Je faisais des petits flip book sur les bords de page des bouquins de mes parents, c’était assez intuitif, je ne me posais pas trop de questions. Je pouvais raconter des histoires et puis avec mon cousin on avait fabriqué une machine pour faire défiler les dessins animés, une sorte de zootrope amélioré [inventé en 1834, le zootrope est une machine composée d’un tambour tournant qui permet d’animer un mouvement décomposé, ndlr].
K – Qu’est-ce qui vous plait dans la pratique de l’animation ?
C’est de faire une expérience et de voir le résultat après. Je crois que ce qui me plait, c’est de fabriquer le mouvement.
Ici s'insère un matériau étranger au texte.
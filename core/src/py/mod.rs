// Python-bindinger (feature "python"). Tynne omslag rundt kjernen; all logikk
// ligger i Rust-modulene.

use chrono::Utc;
use pyo3::exceptions::{PyRuntimeError, PyValueError};
use pyo3::prelude::*;
use pyo3::wrap_pyfunction;

use crate::config::TrackerConfig;
use crate::error::TrackError;
use crate::history::InMemoryHistory;
use crate::models::{ArtifactRef, Coordinate, PositionSample};
use crate::session::SessionController;

fn to_py_err(e: TrackError) -> PyErr {
    match e {
        TrackError::InvalidTransition { .. } => PyRuntimeError::new_err(e.to_string()),
        other => PyValueError::new_err(other.to_string()),
    }
}

#[pyfunction]
#[pyo3(name = "distance_meters")]
fn py_distance_meters(lat1: f64, lon1: f64, lat2: f64, lon2: f64) -> f64 {
    crate::geo::distance_meters(Coordinate::new(lat1, lon1), Coordinate::new(lat2, lon2))
}

#[pyfunction]
#[pyo3(name = "format_clock")]
fn py_format_clock(total_seconds: f64) -> PyResult<String> {
    crate::geo::format_clock(total_seconds).map_err(to_py_err)
}

#[pyfunction]
#[pyo3(name = "pace_seconds_per_km")]
fn py_pace_seconds_per_km(distance_m: f64, elapsed_s: f64) -> Option<f64> {
    crate::geo::pace_seconds_per_km(distance_m, elapsed_s)
}

/// Tar imot str eller dict/list, returnerer run som dict.
#[pyfunction]
#[pyo3(name = "replay_track_json")]
fn py_replay_track_json(py: Python<'_>, payload: &PyAny) -> PyResult<PyObject> {
    let json_mod = py
        .import("json")
        .map_err(|e| PyValueError::new_err(format!("failed to import json: {e}")))?;

    let json_in: String = if let Ok(s) = payload.extract::<&str>() {
        s.to_owned()
    } else {
        json_mod
            .call_method1("dumps", (payload,))
            .and_then(|o| o.extract::<String>())
            .map_err(|e| {
                PyValueError::new_err(format!("failed to serialize payload with json.dumps: {e}"))
            })?
    };

    let out = crate::replay::replay_track_json(&json_in).map_err(to_py_err)?;
    let obj = json_mod
        .call_method1("loads", (out.as_str(),))
        .map_err(|e| {
            PyValueError::new_err(format!("internal JSON parse error via json.loads: {e}"))
        })?;
    Ok(obj.into_py(py))
}

/// Manuelt drevet økt: Python-siden leverer posisjoner og ticks selv.
#[pyclass(name = "RunSession")]
struct PyRunSession {
    inner: SessionController,
    history: InMemoryHistory,
}

#[pymethods]
impl PyRunSession {
    #[new]
    #[pyo3(signature = (config_json=None))]
    fn new(config_json: Option<&str>) -> PyResult<Self> {
        let config = match config_json {
            Some(s) => TrackerConfig::from_json(s).map_err(to_py_err)?,
            None => TrackerConfig::default(),
        };
        let history = InMemoryHistory::new();
        let inner = SessionController::new(&config, Box::new(history.clone())).map_err(to_py_err)?;
        Ok(Self { inner, history })
    }

    fn start(&mut self) -> PyResult<()> {
        self.inner.start().map_err(to_py_err)
    }

    fn pause(&mut self) {
        self.inner.pause()
    }

    /// Returnerer run som JSON, eller None hvis økten aldri ble startet.
    #[pyo3(signature = (artifact=None))]
    fn stop(&mut self, artifact: Option<String>) -> PyResult<Option<String>> {
        match self.inner.stop_with_artifact(artifact.map(ArtifactRef)) {
            Some(run) => run.to_json().map(Some).map_err(|e| PyValueError::new_err(e.to_string())),
            None => Ok(None),
        }
    }

    #[pyo3(signature = (latitude, longitude, speed=None))]
    fn push_sample(&mut self, latitude: f64, longitude: f64, speed: Option<f64>) -> bool {
        let mut sample = PositionSample::new(Coordinate::new(latitude, longitude), Utc::now());
        sample.reported_speed = speed;
        self.inner.on_sample(sample).map(|o| o.is_accepted()).unwrap_or(false)
    }

    fn tick(&mut self) -> bool {
        self.inner.on_tick()
    }

    fn state(&self) -> String {
        format!("{:?}", self.inner.state())
    }

    fn snapshot_json(&self) -> PyResult<String> {
        serde_json::to_string(&self.inner.snapshot())
            .map_err(|e| PyValueError::new_err(e.to_string()))
    }

    fn history_len(&self) -> usize {
        self.history.len()
    }
}

pub(crate) fn register(m: &PyModule) -> PyResult<()> {
    m.add_function(wrap_pyfunction!(py_distance_meters, m)?)?;
    m.add_function(wrap_pyfunction!(py_format_clock, m)?)?;
    m.add_function(wrap_pyfunction!(py_pace_seconds_per_km, m)?)?;
    m.add_function(wrap_pyfunction!(py_replay_track_json, m)?)?;
    m.add_class::<PyRunSession>()?;
    Ok(())
}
C’est un peu prétentieux de dire ça mais faire de l’animation c’est comme réinventer le cinéma à chaque fois.
K | C’est aussi le risque de l’animation de ne pas savoir précisément ce que ça va donner à la fin ?
Oui, c’est le côté excitant du truc. Il y a toujours un résultat mais il y aura aussi des erreurs à chaque fois. L’animation est toujours une surprise, et c’est le fait de ne pas connaître le rendu à l’avance qui fait la beauté de la pratique.
J’aime pas la pâte à modeler, je trouve ça trop mou. Quand on parle d’animation les gens pensent toujours pâte à modeler…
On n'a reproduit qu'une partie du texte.